Peu après cet échange, d'autres figures influentes de la « cour royale » tchétchène, soumises à une surveillance étroite de la part de Ramzan Kadyrov (qu'ils appellent « pachchakh », la version tchétchène du mot persan « padeshah » signifiant « roi »), prirent à leur tour contact avec Tumso Abdurakhmanov. Ceux-ci avaient pleinement conscience des risques, et savaient qu'ils pouvaient être confrontés à des questions délicates, voire à des insultes, devant un public de plusieurs millions d'internautes.

Tumso Abdurakhmanov et Magomed Daudov prirent part à une série de débat d'une sincérité remarquable, visionnées plus de 3 millions de fois sur YouTube. Ces échanges, principalement menés en tchétchène et sous-titrés en russe, explorent l'histoire récente de la Russie et de la Tchétchénie, abordant notamment les guerres successives ayant dévasté la république, leurs impacts sur la population, et même d’éventuelles réparations pouvant être accordées sous le règne de la famille Kadyrov.

Au cours d'une séquence particulièrement forte, Abdurakhmanov a rappellé à Daudov que la médaille de Héros de la Fédération de Russie [fr] qu'il a reçu, a également été attribuée à un officier supérieur de l'armée russe vivement critiqué en Tchétchénie en raison de ses méthodes anti-insurrectionnelles brutales :

There is a general called Shamanov — he’s a Hero of Russia. And you are a Hero of Russia. When you’re wearing this medal, can you feel your own stink?

La médaille de Héros de Russie a été décernée au général Shamanov… Vous qui avez également été honoré par cette décoration, ne pensez-vous pas que cela pourrait ternir votre réputation à présent ?

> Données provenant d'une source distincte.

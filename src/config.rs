//! Layered runtime settings.
//!
//! Sources, lowest priority first: built-in defaults, an optional TOML file,
//! `LINEWATCH_*` environment variables. Command-line flags are applied on top
//! by the binary.

use std::path::{Path, PathBuf};
use std::time::Duration;

use anyhow::{Context, Result};
use config::{Config, Environment, File, FileFormat};
use serde::Deserialize;

use crate::sim::{SimulationParams, Thresholds};

/// Environment variable prefix, e.g. `LINEWATCH_LINE_COUNT=12`.
pub const ENV_PREFIX: &str = "LINEWATCH";

/// Upper bound on simulated lines.
pub const MAX_LINE_COUNT: usize = 1000;
/// Upper bound on the tick interval: one day.
pub const MAX_TICK_INTERVAL_MS: u64 = 24 * 60 * 60 * 1000;

/// Runtime settings for the simulator and dashboard.
#[derive(Debug, Clone, PartialEq, Deserialize)]
#[serde(default)]
pub struct Settings {
    pub line_count: usize,
    pub tick_interval_ms: u64,
    pub history_len: usize,
    pub log_capacity: usize,
    pub threshold_min: f64,
    pub threshold_max: f64,
    /// Volts added or removed per threshold key press.
    pub threshold_step: f64,
    /// Fixed seed for reproducible runs.
    pub seed: Option<u64>,
    pub log_file: Option<PathBuf>,
}

impl Default for Settings {
    fn default() -> Self {
        let params = SimulationParams::default();
        Self {
            line_count: params.line_count,
            tick_interval_ms: 1500,
            history_len: params.history_len,
            log_capacity: params.log_capacity,
            threshold_min: params.thresholds.min,
            threshold_max: params.thresholds.max,
            threshold_step: 5.0,
            seed: None,
            log_file: None,
        }
    }
}

impl Settings {
    /// Load settings from an optional file plus the environment.
    ///
    /// The result is not validated; callers apply their own overrides first
    /// and then call [`validate`](Self::validate).
    pub fn load(path: Option<&Path>) -> Result<Self> {
        let mut builder = Config::builder();
        if let Some(path) = path {
            builder = builder.add_source(File::from(path).format(FileFormat::Toml));
        }
        let config = builder
            .add_source(Environment::with_prefix(ENV_PREFIX).try_parsing(true))
            .build()
            .context("failed to read configuration")?;

        config.try_deserialize().context("invalid configuration values")
    }

    /// Reject settings the simulation cannot run with.
    pub fn validate(&self) -> Result<()> {
        if !(1..=MAX_LINE_COUNT).contains(&self.line_count) {
            anyhow::bail!("line_count must be between 1 and {}", MAX_LINE_COUNT);
        }
        if !(1..=MAX_TICK_INTERVAL_MS).contains(&self.tick_interval_ms) {
            anyhow::bail!("tick_interval_ms must be between 1 and {}", MAX_TICK_INTERVAL_MS);
        }
        if !(self.threshold_step.is_finite() && self.threshold_step > 0.0) {
            anyhow::bail!("threshold_step must be a positive number");
        }
        self.thresholds()?;
        Ok(())
    }

    pub fn thresholds(&self) -> Result<Thresholds> {
        Ok(Thresholds::new(self.threshold_min, self.threshold_max)?)
    }

    pub fn tick_interval(&self) -> Duration {
        Duration::from_millis(self.tick_interval_ms)
    }

    /// Simulation sizing derived from these settings.
    pub fn simulation_params(&self) -> Result<SimulationParams> {
        Ok(SimulationParams {
            line_count: self.line_count,
            history_len: self.history_len,
            log_capacity: self.log_capacity,
            thresholds: self.thresholds()?,
        })
    }
}

#[cfg(test)]
mod tests {
    use super::*;
    use std::io::Write;

    #[test]
    fn defaults_match_simulation_defaults() {
        let settings = Settings::default();
        assert_eq!(settings.line_count, 8);
        assert_eq!(settings.tick_interval(), Duration::from_millis(1500));
        assert_eq!(settings.history_len, 30);
        assert_eq!(settings.log_capacity, 100);
        assert_eq!(settings.thresholds().unwrap(), Thresholds::default());
        assert!(settings.validate().is_ok());
    }

    #[test]
    fn load_reads_toml_file() {
        let mut file = tempfile::Builder::new().suffix(".toml").tempfile().unwrap();
        writeln!(file, "line_count = 4\nthreshold_min = 190.0\nseed = 99").unwrap();

        let settings = Settings::load(Some(file.path())).unwrap();
        assert_eq!(settings.line_count, 4);
        assert_eq!(settings.threshold_min, 190.0);
        assert_eq!(settings.threshold_max, 260.0);
        assert_eq!(settings.seed, Some(99));
    }

    #[test]
    fn inverted_file_thresholds_can_be_overridden() {
        let mut file = tempfile::Builder::new().suffix(".toml").tempfile().unwrap();
        writeln!(file, "threshold_min = 300.0\nthreshold_max = 200.0").unwrap();

        let mut settings = Settings::load(Some(file.path())).unwrap();
        assert!(settings.validate().is_err());

        settings.threshold_min = 190.0;
        settings.threshold_max = 250.0;
        assert!(settings.validate().is_ok());
    }

    #[test]
    fn oversized_values_are_invalid() {
        let huge_interval = Settings {
            tick_interval_ms: 1_000_000_000_000_000,
            ..Settings::default()
        };
        assert!(huge_interval.validate().is_err());

        let too_many_lines = Settings {
            line_count: MAX_LINE_COUNT + 1,
            ..Settings::default()
        };
        assert!(too_many_lines.validate().is_err());

        let at_limits = Settings {
            line_count: MAX_LINE_COUNT,
            tick_interval_ms: MAX_TICK_INTERVAL_MS,
            ..Settings::default()
        };
        assert!(at_limits.validate().is_ok());
    }

    #[test]
    fn load_missing_file_fails() {
        let missing = Path::new("/nonexistent/linewatch.toml");
        assert!(Settings::load(Some(missing)).is_err());
    }

    #[test]
    fn zero_lines_is_invalid() {
        let settings = Settings {
            line_count: 0,
            ..Settings::default()
        };
        assert!(settings.validate().is_err());
    }
}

Dans un article analysant le débat [ru], Alexander Chernykh, journaliste au journal Kommersant, note que Daudov semble marquer une brève pause avant de répondre, comme s'il n'avait jamais vraiment pris le temps de réfléchir aux circonstances qui l'avaient amené à recevoir cette distinction.

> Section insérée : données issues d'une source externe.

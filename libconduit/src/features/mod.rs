//! Feature reducers
//!
//! Every feature has the same shape: a `Model`, a closed `Msg` enum, an `Env`
//! holding the functions it may call, `init(&Env)`, a pure
//! `update(&Env, Msg, &Model) -> (Model, Cmd<Msg>)` and a `store(Env)`
//! constructor. Network and credential calls only happen inside the returned
//! [`Cmd`](crate::runtime::Cmd), and their failures arrive back as `Result`
//! values inside messages.

use std::sync::Arc;

use futures::future::BoxFuture;
use futures::FutureExt;
use thiserror::Error;

use crate::api::ConduitApi;
use crate::error::{CredentialStoreError, HttpError};
use crate::runtime::Thunk;
use crate::types::{Article, User};

pub mod account;
pub mod app;
pub mod authentication;
pub mod home;
pub mod login;
pub mod profile;
pub mod session;
pub mod sign_in;

pub type LoginFn =
    Arc<dyn Fn(String, String) -> BoxFuture<'static, Result<User, HttpError>> + Send + Sync>;
pub type FetchFeedFn =
    Arc<dyn Fn() -> BoxFuture<'static, Result<Vec<Article>, HttpError>> + Send + Sync>;
pub type LoadUserFn =
    Arc<dyn Fn() -> BoxFuture<'static, Result<User, CredentialStoreError>> + Send + Sync>;
pub type StoreUserFn =
    Arc<dyn Fn(User) -> BoxFuture<'static, Result<(), CredentialStoreError>> + Send + Sync>;
pub type RemoveUserFn =
    Arc<dyn Fn() -> BoxFuture<'static, Result<(), CredentialStoreError>> + Send + Sync>;

/// Failure shown by the login and sign-in forms
#[derive(Error, Debug, Clone, PartialEq, Eq)]
pub enum FormError {
    #[error(transparent)]
    Http(#[from] HttpError),

    #[error("could not store credentials: {0}")]
    Credential(#[from] CredentialStoreError),
}

/// Dependencies of the login and sign-in forms
#[derive(Clone)]
pub struct AuthEnv {
    pub login: LoginFn,
    pub store_user: StoreUserFn,
    pub remove_user: RemoveUserFn,
    pub dismiss_view: Thunk,
}

impl AuthEnv {
    /// Wire the form to the API and the shared session
    pub fn live(api: &ConduitApi, session: &session::Session, dismiss_view: Thunk) -> Self {
        Self {
            login: login_fn(api.clone()),
            store_user: session.store_user_fn(),
            remove_user: session.remove_user_fn(),
            dismiss_view,
        }
    }
}

pub fn login_fn(api: ConduitApi) -> LoginFn {
    Arc::new(move |email: String, password: String| {
        let api = api.clone();
        async move { api.login(&email, &password).await }.boxed()
    })
}

pub fn fetch_feed_fn(api: ConduitApi) -> FetchFeedFn {
    Arc::new(move || {
        let api = api.clone();
        async move { api.fetch_feed().await }.boxed()
    })
}
//! Home page: the global article feed

use super::FetchFeedFn;
use crate::error::Result;
use crate::runtime::{Cmd, Store};
use crate::types::Article;

#[derive(Clone)]
pub struct Env {
    pub fetch_feed: FetchFeedFn,
}

#[derive(Debug, Clone, Default, PartialEq, Eq)]
pub struct Model {
    pub articles: Vec<Article>,
    /// True until the first `GotArticles` arrives
    pub loading: bool,
}

#[derive(Debug, Clone, PartialEq)]
pub enum Msg {
    GotArticles(Vec<Article>),
}

pub fn init(env: &Env) -> (Model, Cmd<Msg>) {
    (
        Model {
            articles: Vec::new(),
            loading: true,
        },
        fetch_feed(env),
    )
}

pub fn update(_env: &Env, msg: Msg, _model: &Model) -> (Model, Cmd<Msg>) {
    match msg {
        Msg::GotArticles(articles) => (
            Model {
                articles,
                loading: false,
            },
            Cmd::none(),
        ),
    }
}

pub fn store(env: Env) -> Result<Store<Model, Msg>> {
    let (model, cmd) = init(&env);
    Store::new(model, cmd, move |msg, model| update(&env, msg, model))
}

/// A failed fetch shows an empty feed
fn fetch_feed(env: &Env) -> Cmd<Msg> {
    Cmd::attempt((env.fetch_feed)(), |result| match result {
        Ok(articles) => Msg::GotArticles(articles),
        Err(e) => {
            tracing::warn!("Failed to fetch feed: {}", e);
            Msg::GotArticles(Vec::new())
        }
    })
}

Daudov a répondu par le biais d'une autre vidéo [che] dans laquelle, visiblement à bout de nerfs, il accuse Abdurakhmanov d’entacher la mémoire d’Akhmat Kadyrov [fr], le père de Ramzan et premier président de la République tchétchène d’après-guerre, assassiné en 2004 à Grozny.

En parallèle, l'utilisation du terme « vendetta » suscite un débat linguistique. Selon les médias du Caucase du Nord [ru], ce terme ne serait applicable que dans des situations spécifiques, notamment lorsqu'une famille venge la mort d'un·e de ses membres en exigeant réparation par le sang, ce qui ne correspond pas à la situation entre Daudov et Abdurakhmanov. Divers·e·s expert·e·s estiment qu'il y a peu de risques qu'Abdurakhmanov fasse l'objet d'une vendetta. Néanmoins, il demeure exposé à un réel danger, étant donné la fin souvent sanglante réservée à de nombreu·se·s opposant·e·s du régime.

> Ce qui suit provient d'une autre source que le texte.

//! Typed JSON client with a closed error taxonomy

use std::ops::RangeInclusive;
use std::sync::Arc;

use reqwest::Url;
use serde::de::DeserializeOwned;

use super::transport::{HttpRequest, HttpTransport, ReqwestTransport, TransportResponse};
use crate::error::HttpError;

/// Status codes treated as success.
///
/// The upper bound admits 300. Conduit clients have always accepted it, so
/// it stays even though it is not a 2xx code.
pub const ACCEPTED_STATUS: RangeInclusive<u16> = 200..=300;

/// Turns a response body into a typed value.
///
/// The error string is the decoder's diagnostic and ends up in
/// [`HttpError::BadBody`].
pub trait ResponseDecoder<T> {
    fn decode(&self, body: &[u8]) -> Result<T, String>;
}

/// serde_json decoder. Date fields carry their own format through
/// [`crate::types::conduit_date`].
#[derive(Debug, Clone, Copy, Default)]
pub struct JsonDecoder;

impl<T: DeserializeOwned> ResponseDecoder<T> for JsonDecoder {
    fn decode(&self, body: &[u8]) -> Result<T, String> {
        serde_json::from_slice(body).map_err(|e| e.to_string())
    }
}

#[derive(Clone)]
pub struct HttpClient {
    transport: Arc<dyn HttpTransport>,
}

impl std::fmt::Debug for HttpClient {
    fn fmt(&self, f: &mut std::fmt::Formatter<'_>) -> std::fmt::Result {
        f.debug_struct("HttpClient")
            .field("transport", &self.transport.name())
            .finish()
    }
}

impl HttpClient {
    pub fn new(transport: Arc<dyn HttpTransport>) -> Self {
        Self { transport }
    }

    /// Client over the production reqwest transport
    pub fn reqwest() -> Result<Self, HttpError> {
        Ok(Self::new(Arc::new(ReqwestTransport::new()?)))
    }

    pub async fn get<T: DeserializeOwned>(&self, url: &Url) -> Result<T, HttpError> {
        self.get_with(url, &JsonDecoder).await
    }

    pub async fn get_with<T, D>(&self, url: &Url, decoder: &D) -> Result<T, HttpError>
    where
        D: ResponseDecoder<T> + Sync + ?Sized,
    {
        let body = self.exchange(HttpRequest::get(url.clone())).await?;
        decode_body(decoder, &body)
    }

    pub async fn post<T: DeserializeOwned>(
        &self,
        url: &Url,
        body: Option<Vec<u8>>,
    ) -> Result<T, HttpError> {
        self.post_with(url, body, &JsonDecoder).await
    }

    pub async fn post_with<T, D>(
        &self,
        url: &Url,
        body: Option<Vec<u8>>,
        decoder: &D,
    ) -> Result<T, HttpError>
    where
        D: ResponseDecoder<T> + Sync + ?Sized,
    {
        let request = HttpRequest::post(url.clone(), body)
            .header("Content-Type", "application/json")
            .header("Accept", "application/json");
        let body = self.exchange(request).await?;
        decode_body(decoder, &body)
    }

    /// Send one request and return the body of an accepted response
    async fn exchange(&self, request: HttpRequest) -> Result<Vec<u8>, HttpError> {
        let method = request.method;
        let url = request.url.to_string();
        tracing::debug!("{} {}", method, url);

        let outcome = match self.transport.execute(request).await {
            Ok(response) => classify(response),
            Err(e) => Err(HttpError::from(e)),
        };

        if let Err(ref e) = outcome {
            tracing::warn!("{} {} failed: {}", method, url, e);
        }
        outcome
    }
}

/// Map a transport response onto the accepted body or an [`HttpError`]
pub fn classify(response: TransportResponse) -> Result<Vec<u8>, HttpError> {
    match response {
        TransportResponse::NonHttp { description, body } => Err(HttpError::InvalidResponse {
            response: description,
            body,
        }),
        TransportResponse::Http { status, body } if ACCEPTED_STATUS.contains(&status) => Ok(body),
        TransportResponse::Http { status, body } => Err(HttpError::BadStatus { status, body }),
    }
}

fn decode_body<T, D>(decoder: &D, body: &[u8]) -> Result<T, HttpError>
where
    D: ResponseDecoder<T> + ?Sized,
{
    decoder
        .decode(body)
        .map_err(|diagnostic| HttpError::BadBody { diagnostic })
}

#[cfg(test)]
mod tests {
    use super::*;

    fn http(status: u16) -> TransportResponse {
        TransportResponse::Http {
            status,
            body: b"{}".to_vec(),
        }
    }

    #[test]
    fn test_classify_accepts_2xx() {
        assert!(classify(http(200)).is_ok());
        assert!(classify(http(201)).is_ok());
        assert!(classify(http(299)).is_ok());
    }

    #[test]
    fn test_classify_accepts_300_boundary() {
        // 300 is deliberately accepted; see ACCEPTED_STATUS
        assert_eq!(classify(http(300)).unwrap(), b"{}".to_vec());
    }

    #[test]
    fn test_classify_rejects_301_and_below_200() {
        for status in [199, 301, 404, 500] {
            match classify(http(status)) {
                Err(HttpError::BadStatus { status: got, body }) => {
                    assert_eq!(got, status);
                    assert_eq!(body, b"{}".to_vec());
                }
                other => panic!("expected BadStatus for {}, got {:?}", status, other),
            }
        }
    }

    #[test]
    fn test_classify_non_http_response() {
        let response = TransportResponse::NonHttp {
            description: "file:///tmp/feed.json".to_string(),
            body: b"[]".to_vec(),
        };
        assert_eq!(
            classify(response),
            Err(HttpError::InvalidResponse {
                response: "file:///tmp/feed.json".to_string(),
                body: b"[]".to_vec(),
            })
        );
    }

    #[test]
    fn test_decode_failure_is_bad_body() {
        let result: Result<Vec<String>, HttpError> = decode_body(&JsonDecoder, b"{\"not\": \"a list\"}");
        match result {
            Err(HttpError::BadBody { diagnostic }) => assert!(diagnostic.contains("expected a sequence")),
            other => panic!("expected BadBody, got {:?}", other),
        }
    }

    struct Uppercase;

    impl ResponseDecoder<String> for Uppercase {
        fn decode(&self, body: &[u8]) -> Result<String, String> {
            std::str::from_utf8(body)
                .map(str::to_uppercase)
                .map_err(|e| e.to_string())
        }
    }

    #[test]
    fn test_custom_decoder() {
        let decoded = decode_body(&Uppercase, b"conduit").unwrap();
        assert_eq!(decoded, "CONDUIT");
    }
}
//! Unidirectional state runtime
//!
//! `Msg` → [`Store::send`] → `update` → (new model, [`Cmd`]) → publish →
//! execute the command → zero or one `Msg` back into the Store.

pub mod cmd;
pub mod store;

pub use cmd::{Cmd, CmdKind, Thunk};
pub use store::{Store, SubscriptionId};
//! Logging setup shared by the library and the `conduit` binary
//!
//! Logs always go to stderr so command output on stdout stays pipeable.
//!
//! ```no_run
//! use libconduit::logging::{LogFormat, LoggingConfig};
//!
//! LoggingConfig::new(LogFormat::Json, "debug".to_string(), false).init();
//!
//! // or honour CONDUIT_LOG_FORMAT / CONDUIT_LOG_LEVEL
//! libconduit::logging::init_default();
//! ```

use std::str::FromStr;

use tracing_subscriber::EnvFilter;

pub const LOG_FORMAT_ENV: &str = "CONDUIT_LOG_FORMAT";
pub const LOG_LEVEL_ENV: &str = "CONDUIT_LOG_LEVEL";

#[derive(Debug, Clone, Copy, PartialEq, Eq, Default)]
pub enum LogFormat {
    /// Plain single-line text
    #[default]
    Text,
    /// One JSON object per line
    Json,
    /// Multi-line, coloured output for development
    Pretty,
}

impl FromStr for LogFormat {
    type Err = String;

    fn from_str(s: &str) -> Result<Self, Self::Err> {
        match s.trim().to_lowercase().as_str() {
            "text" => Ok(LogFormat::Text),
            "json" => Ok(LogFormat::Json),
            "pretty" => Ok(LogFormat::Pretty),
            other => Err(format!(
                "Invalid log format: '{}'. Valid options: text, json, pretty",
                other
            )),
        }
    }
}

impl std::fmt::Display for LogFormat {
    fn fmt(&self, f: &mut std::fmt::Formatter<'_>) -> std::fmt::Result {
        let name = match self {
            LogFormat::Text => "text",
            LogFormat::Json => "json",
            LogFormat::Pretty => "pretty",
        };
        f.write_str(name)
    }
}

/// Logging settings resolved from flags and environment
#[derive(Debug, Clone)]
pub struct LoggingConfig {
    pub format: LogFormat,
    pub level: String,
    pub verbose: bool,
}

impl LoggingConfig {
    pub fn new(format: LogFormat, level: String, verbose: bool) -> Self {
        Self {
            format,
            level,
            verbose,
        }
    }

    /// Directive used when `RUST_LOG` is not set
    pub fn default_directive(&self) -> &str {
        if self.verbose {
            "debug"
        } else {
            &self.level
        }
    }

    /// Install the global subscriber.
    ///
    /// A second call is ignored (with a note on stderr through the already
    /// installed subscriber) instead of panicking, so tests and embedding
    /// binaries can both call it.
    pub fn init(&self) {
        let filter = EnvFilter::try_from_default_env()
            .unwrap_or_else(|_| EnvFilter::new(self.default_directive()));

        let installed = match self.format {
            LogFormat::Json => tracing_subscriber::fmt()
                .json()
                .with_env_filter(filter)
                .with_writer(std::io::stderr)
                .with_current_span(true)
                .flatten_event(true)
                .with_target(true)
                .try_init(),
            LogFormat::Pretty => tracing_subscriber::fmt()
                .pretty()
                .with_env_filter(filter)
                .with_writer(std::io::stderr)
                .with_line_number(true)
                .with_file(true)
                .try_init(),
            LogFormat::Text => tracing_subscriber::fmt()
                .with_env_filter(filter)
                .with_writer(std::io::stderr)
                .with_target(false)
                .try_init(),
        };

        if let Err(e) = installed {
            tracing::debug!("logging already initialised: {}", e);
        }
    }
}

/// Initialise logging from `CONDUIT_LOG_FORMAT` and `CONDUIT_LOG_LEVEL`.
///
/// Falls back to text output at `info`.
pub fn init_default() {
    from_env(false).init();
}

/// Resolve a [`LoggingConfig`] from the environment
pub fn from_env(verbose: bool) -> LoggingConfig {
    let format = std::env::var(LOG_FORMAT_ENV)
        .ok()
        .and_then(|s| s.parse().ok())
        .unwrap_or_default();

    let level = std::env::var(LOG_LEVEL_ENV).unwrap_or_else(|_| "info".to_string());

    LoggingConfig::new(format, level, verbose)
}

Dans un éditorial [ru] consacré à ce sujet, Alexander Chernykh souligne que ces échanges houleux offrent un aperçu des problématiques pesantes et conflictuelles qui persistent en Tchétchénie aujourd'hui, une décennie après le dénouement officiel de la seconde guerre de Tchétchénie [fr]. Les blessures du passé ne sont pas entièrement cicatrisées dans le Caucase du Nord, et ce sujet n'a pas encore trouvé sa place au sein du débat public.

Les traumatismes de la guerre sont encore trop présents pour être abordés ouvertement, notamment lorsqu'il s'agit d'évoquer publiquement des questions aussi délicates que celles concernant le regard à porter sur ceux et celles ayant changé d'allégeance pour rejoindre l'armée nationale après avoir combattu pour l'indépendance de la République tchétchène d’Itchkérie. Faut-il considérer des individus tels que Shamil Basayev [fr] comme des héros ou des terroristes ? C'est un débat qui demeure complexe et délicat.

Les sociétés tchétchène et russe s'emploient à étouffer les souvenirs sensibles d’un passé encore si proche grâce à certains médias, mais la douleur est susceptible de refaire surface à tout instant. Elle peut se manifester, par exemple, à travers de fervents débats sur la Toile pouvant  rassembler des millions de participant·e·s.